Yes it is one and the same tool, I set mine to align with the far left detent of the tool, (there is a scribed line on the shaft) the bottom plate is about 1/2 from the cutting spur, put your tool rest exactly at the center of the part. Rest the tool on the tool rest so that the tool is below center. Start by applying pressure until the spur rotates. How slowly move the tool right to left and keep up the pressure. move as far to the left as you want the texture to be than stop. Stop the lathe and observe what you have done. To go deeper I placed the tool so the spur points align with the grooves, while holding it in this position start the lathe . The spur will rotate as you pick up speed apply more pressure, and move the tool to the left. Don't worry about the noise, just keep experimenting with these steps. Stopping the lathe is my own procedure. I know the instructions are really bad. When you are making the grooves they may not end up clean at first just go deeper and they will clean up.

Now about the wood it should have good close grain (Hard wood) popular will tear out and not hold up to the cutting. I am going to try walnut next.

When you make your cuts make them in a piece you have turned down to the approximate size from the end result size.

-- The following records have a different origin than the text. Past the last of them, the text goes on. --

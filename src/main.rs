// ========================================================================================
//
//                      THE SIMULATION ORCHESTRATOR: HIERLOGIT
//
// ========================================================================================
//
// This binary is a thin conductor over the `hierlogit` library. It parses arguments,
// loads and validates a run configuration, drives simulation and fitting, and writes
// the resulting artifacts. All modelling decisions live in the library.
//
// ### The Orchestration Mandate ###
//
// 1.  **One Source of Truth:** Every run is described by a TOML `SimulationConfig`.
//     Command-line flags may override the seed and row count, nothing else.
//
// 2.  **Reproducibility:** A seed fully determines the dataset, whether rows are
//     generated serially or on the rayon pool.
//
// 3.  **Fail Loudly:** Any error ends the run with a message on stderr and exit code 1.
//     No partial artifacts are reported as success.

use clap::{Parser, Subcommand};
use hierlogit::config::{SimulationConfig, write_dataset_csv};
use hierlogit::fit::{FitReport, IrlsFitter};
use hierlogit::hierarchy::Hierarchy;
use hierlogit::simulate::{Dataset, generate_dataset_seeded, par_generate_dataset};
use hierlogit::stats::{cluster_response_rates, population_response_rate};
use std::path::{Path, PathBuf};
use std::process;
use std::time::Instant;

// ========================================================================================
//                         COMMAND-LINE INTERFACE DEFINITION
// ========================================================================================

#[derive(Parser)]
#[command(
    name = "hierlogit",
    version,
    about = "Simulate and recover two-level cluster/site binary-response models",
    long_about = "Generates labeled observations from a cluster -> site hierarchy defined \
                  additively in logit space, and fits both the cluster+site and the \
                  site-only logistic parameterizations."
)]
struct Cli {
    #[command(subcommand)]
    command: Commands,
}

#[derive(Subcommand)]
enum Commands {
    /// Write the default configuration to a file
    #[command(about = "Write a starter configuration (outputs: TOML config)")]
    InitConfig {
        /// Destination for the configuration file
        path: PathBuf,
    },

    /// Simulate a dataset and write it as CSV
    #[command(about = "Simulate observations (outputs: cluster,site,label CSV)")]
    Simulate {
        /// Path to the TOML run configuration
        #[arg(long)]
        config: PathBuf,

        /// Override the configured seed
        #[arg(long)]
        seed: Option<u64>,

        /// Override the configured number of rows
        #[arg(long, value_name = "N")]
        rows: Option<usize>,

        /// Generate rows in parallel (same dataset as serial generation)
        #[arg(long)]
        parallel: bool,

        /// Destination CSV file
        #[arg(long, default_value = "dataset.csv")]
        output: PathBuf,
    },

    /// Simulate a dataset, fit both parameterizations and reconcile them
    #[command(about = "Fit full and site-only models (outputs: TOML fit report)")]
    Fit {
        /// Path to the TOML run configuration
        #[arg(long)]
        config: PathBuf,

        /// Override the configured seed
        #[arg(long)]
        seed: Option<u64>,

        /// Override the configured number of rows
        #[arg(long, value_name = "N")]
        rows: Option<usize>,

        /// Destination TOML report
        #[arg(long, default_value = "fit_report.toml")]
        output: PathBuf,
    },
}

// ========================================================================================
//                           THE MAIN ORCHESTRATION LOGIC
// ========================================================================================

fn main() {
    env_logger::Builder::from_env(env_logger::Env::default().default_filter_or("info")).init();
    let cli = Cli::parse();
    let start_time = Instant::now();

    let result = match cli.command {
        Commands::InitConfig { path } => init_config_command(&path),
        Commands::Simulate {
            config,
            seed,
            rows,
            parallel,
            output,
        } => simulate_command(&config, seed, rows, parallel, &output),
        Commands::Fit {
            config,
            seed,
            rows,
            output,
        } => fit_command(&config, seed, rows, &output),
    };

    if let Err(e) = result {
        eprintln!("Error: {}", e);
        process::exit(1);
    }
    log::info!("Finished in {:.2?}.", start_time.elapsed());
}

fn init_config_command(path: &Path) -> Result<(), Box<dyn std::error::Error>> {
    SimulationConfig::default().save(path)?;
    println!("Default configuration written to: {}", path.display());
    Ok(())
}

/// Loads the config, applies overrides and validates the hierarchy.
fn load_run(
    config_path: &Path,
    seed: Option<u64>,
    rows: Option<usize>,
) -> Result<(SimulationConfig, Hierarchy), Box<dyn std::error::Error>> {
    println!("Loading configuration from: {}", config_path.display());
    let mut config = SimulationConfig::load(config_path)?;
    if let Some(seed) = seed {
        config.seed = seed;
    }
    if let Some(rows) = rows {
        config.n_rows = rows;
    }
    let hierarchy = config.hierarchy()?;

    println!(
        "Hierarchy: {} clusters, {} sites. Population response rate: {:.4}",
        hierarchy.n_clusters(),
        hierarchy.n_sites(),
        population_response_rate(&hierarchy)
    );
    println!(
        "Cluster response rates: {}",
        cluster_response_rates(&hierarchy)
            .iter()
            .enumerate()
            .map(|(c, rate)| format!("C{}: {:.4}", c, rate))
            .collect::<Vec<_>>()
            .join(", ")
    );
    Ok((config, hierarchy))
}

fn generate(config: &SimulationConfig, hierarchy: &Hierarchy) -> Dataset {
    println!(
        "Generating {} rows with seed {}{}...",
        config.n_rows,
        config.seed,
        if config.parallel { " (parallel)" } else { "" }
    );
    if config.parallel {
        par_generate_dataset(hierarchy, config.n_rows, config.seed)
    } else {
        generate_dataset_seeded(hierarchy, config.n_rows, config.seed)
    }
}

fn simulate_command(
    config_path: &Path,
    seed: Option<u64>,
    rows: Option<usize>,
    parallel: bool,
    output: &Path,
) -> Result<(), Box<dyn std::error::Error>> {
    let (mut config, hierarchy) = load_run(config_path, seed, rows)?;
    config.parallel |= parallel;

    let dataset = generate(&config, &hierarchy);
    write_dataset_csv(&dataset, output)?;
    println!(
        "Wrote {} rows ({} positive) to: {}",
        dataset.len(),
        dataset.positives(),
        output.display()
    );
    Ok(())
}

fn fit_command(
    config_path: &Path,
    seed: Option<u64>,
    rows: Option<usize>,
    output: &Path,
) -> Result<(), Box<dyn std::error::Error>> {
    let (config, hierarchy) = load_run(config_path, seed, rows)?;
    let dataset = generate(&config, &hierarchy);

    println!("Fitting full and site-only layouts...");
    let fitter = IrlsFitter::new(config.fit);
    let report = FitReport::compute(&fitter, &dataset, &hierarchy)?;
    println!(
        "Max |reconciled - site-only| weight gap: {:.3e}",
        report.max_reconciliation_gap()
    );

    report.save(output)?;
    println!("Fit report saved to: {}", output.display());
    Ok(())
}
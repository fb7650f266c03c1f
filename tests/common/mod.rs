//! Shared test utilities: record builders and result file fixtures.

#![allow(dead_code)]

use std::path::{Path, PathBuf};

use bmb_bench_compare::{BenchmarkRecord, BenchmarkReport};

// =============================================================================
// Fixture paths
// =============================================================================

pub fn data_dir() -> PathBuf {
    PathBuf::from(env!("CARGO_MANIFEST_DIR")).join("data")
}

pub fn baseline_fixture() -> PathBuf {
    data_dir().join("baseline.json")
}

pub fn current_fixture() -> PathBuf {
    data_dir().join("current.json")
}

pub fn malformed_fixture() -> PathBuf {
    data_dir().join("malformed.json")
}

// =============================================================================
// Records
// =============================================================================

pub fn record(tier: i64, name: &str, bmb_ms: f64) -> BenchmarkRecord {
    BenchmarkRecord::new(tier, name, Some(bmb_ms))
}

pub fn unmeasured(tier: i64, name: &str) -> BenchmarkRecord {
    BenchmarkRecord::new(tier, name, None)
}

/// Write `records` as a result document into `dir` and return its path.
pub fn write_results(dir: &Path, file: &str, records: Vec<BenchmarkRecord>) -> PathBuf {
    let path = dir.join(file);
    let report = BenchmarkReport { results: records };
    std::fs::write(&path, serde_json::to_vec_pretty(&report).unwrap()).unwrap();
    path
}
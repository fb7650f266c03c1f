//! Machine-readable JSON report.

use serde::Serialize;

use crate::compare::{Classification, Comparison};

use super::Summary;

/// Summary block of the JSON report.
///
/// `unchanged` is everything that is neither a regression nor an improvement,
/// so missing comparisons are counted there. Downstream consumers rely on
/// this, and it differs from the plaintext summary on purpose.
#[derive(Debug, Clone, Copy, PartialEq, Eq, Serialize)]
pub struct JsonSummary {
    pub total: usize,
    pub regressions: usize,
    pub improvements: usize,
    pub unchanged: usize,
}

impl From<&Summary> for JsonSummary {
    fn from(summary: &Summary) -> Self {
        let total = summary.total();
        Self {
            total,
            regressions: summary.regressions,
            improvements: summary.improvements,
            unchanged: total - summary.regressions - summary.improvements,
        }
    }
}

#[derive(Serialize)]
struct JsonComparison<'a> {
    name: &'a str,
    tier: i64,
    baseline_ms: Option<f64>,
    current_ms: Option<f64>,
    delta_ms: Option<f64>,
    delta_percent: Option<f64>,
    threshold: f64,
    is_regression: bool,
    is_improvement: bool,
    classification: Classification,
}

impl<'a> From<&'a Comparison> for JsonComparison<'a> {
    fn from(c: &'a Comparison) -> Self {
        Self {
            name: &c.name,
            tier: c.tier,
            baseline_ms: c.baseline_ms,
            current_ms: c.current_ms,
            delta_ms: c.delta_ms,
            delta_percent: c.delta_percent,
            threshold: c.threshold,
            is_regression: c.is_regression(),
            is_improvement: c.is_improvement(),
            classification: c.classification,
        }
    }
}

#[derive(Serialize)]
struct JsonReport<'a> {
    summary: JsonSummary,
    comparisons: Vec<JsonComparison<'a>>,
}

/// Render comparisons as a pretty-printed JSON document, in comparator order.
pub fn format_json(comparisons: &[Comparison]) -> Result<String, serde_json::Error> {
    let report = JsonReport {
        summary: JsonSummary::from(&Summary::tally(comparisons)),
        comparisons: comparisons.iter().map(JsonComparison::from).collect(),
    };
    serde_json::to_string_pretty(&report)
}
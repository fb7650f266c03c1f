//! Benchmark comparison tool.
//!
//! Compares two JSON result files and reports per-benchmark regressions.
//!
//! Usage: `cargo run --bin bench-compare -- <baseline.json> <current.json> [options]`
//!
//! Exits with status 1 when an input cannot be read or parsed, or when a tier 1
//! regression is found under `--tier1-strict`.

use std::io;
use std::process::ExitCode;

use bmb_bench_compare::cli::{run, Cli};
use clap::Parser;

fn main() -> ExitCode {
    env_logger::Builder::from_env(env_logger::Env::default().default_filter_or("warn")).init();

    let cli = Cli::parse();
    let mut stdout = io::stdout().lock();

    match run(&cli, &mut stdout) {
        Ok(outcome) if outcome.failed => ExitCode::FAILURE,
        Ok(_) => ExitCode::SUCCESS,
        Err(e) => {
            eprintln!("Error: {e}");
            ExitCode::FAILURE
        }
    }
}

To make the end crisp use a detail spindle gouge or EW detail tool to clean up the end and starting points. I went to a demo about 3 years ago and I had the full size tool which I could not get the results I wanted so I sold it and bought this tool and it has sat on the shelf ever since until yesterday. I just decided it was going to pay it's way or I would sell it, so it is a keeper now. Just practice:thumbsup:

I will post the finished call when I get the insert turned and try to take photos as I go. Hope this helps.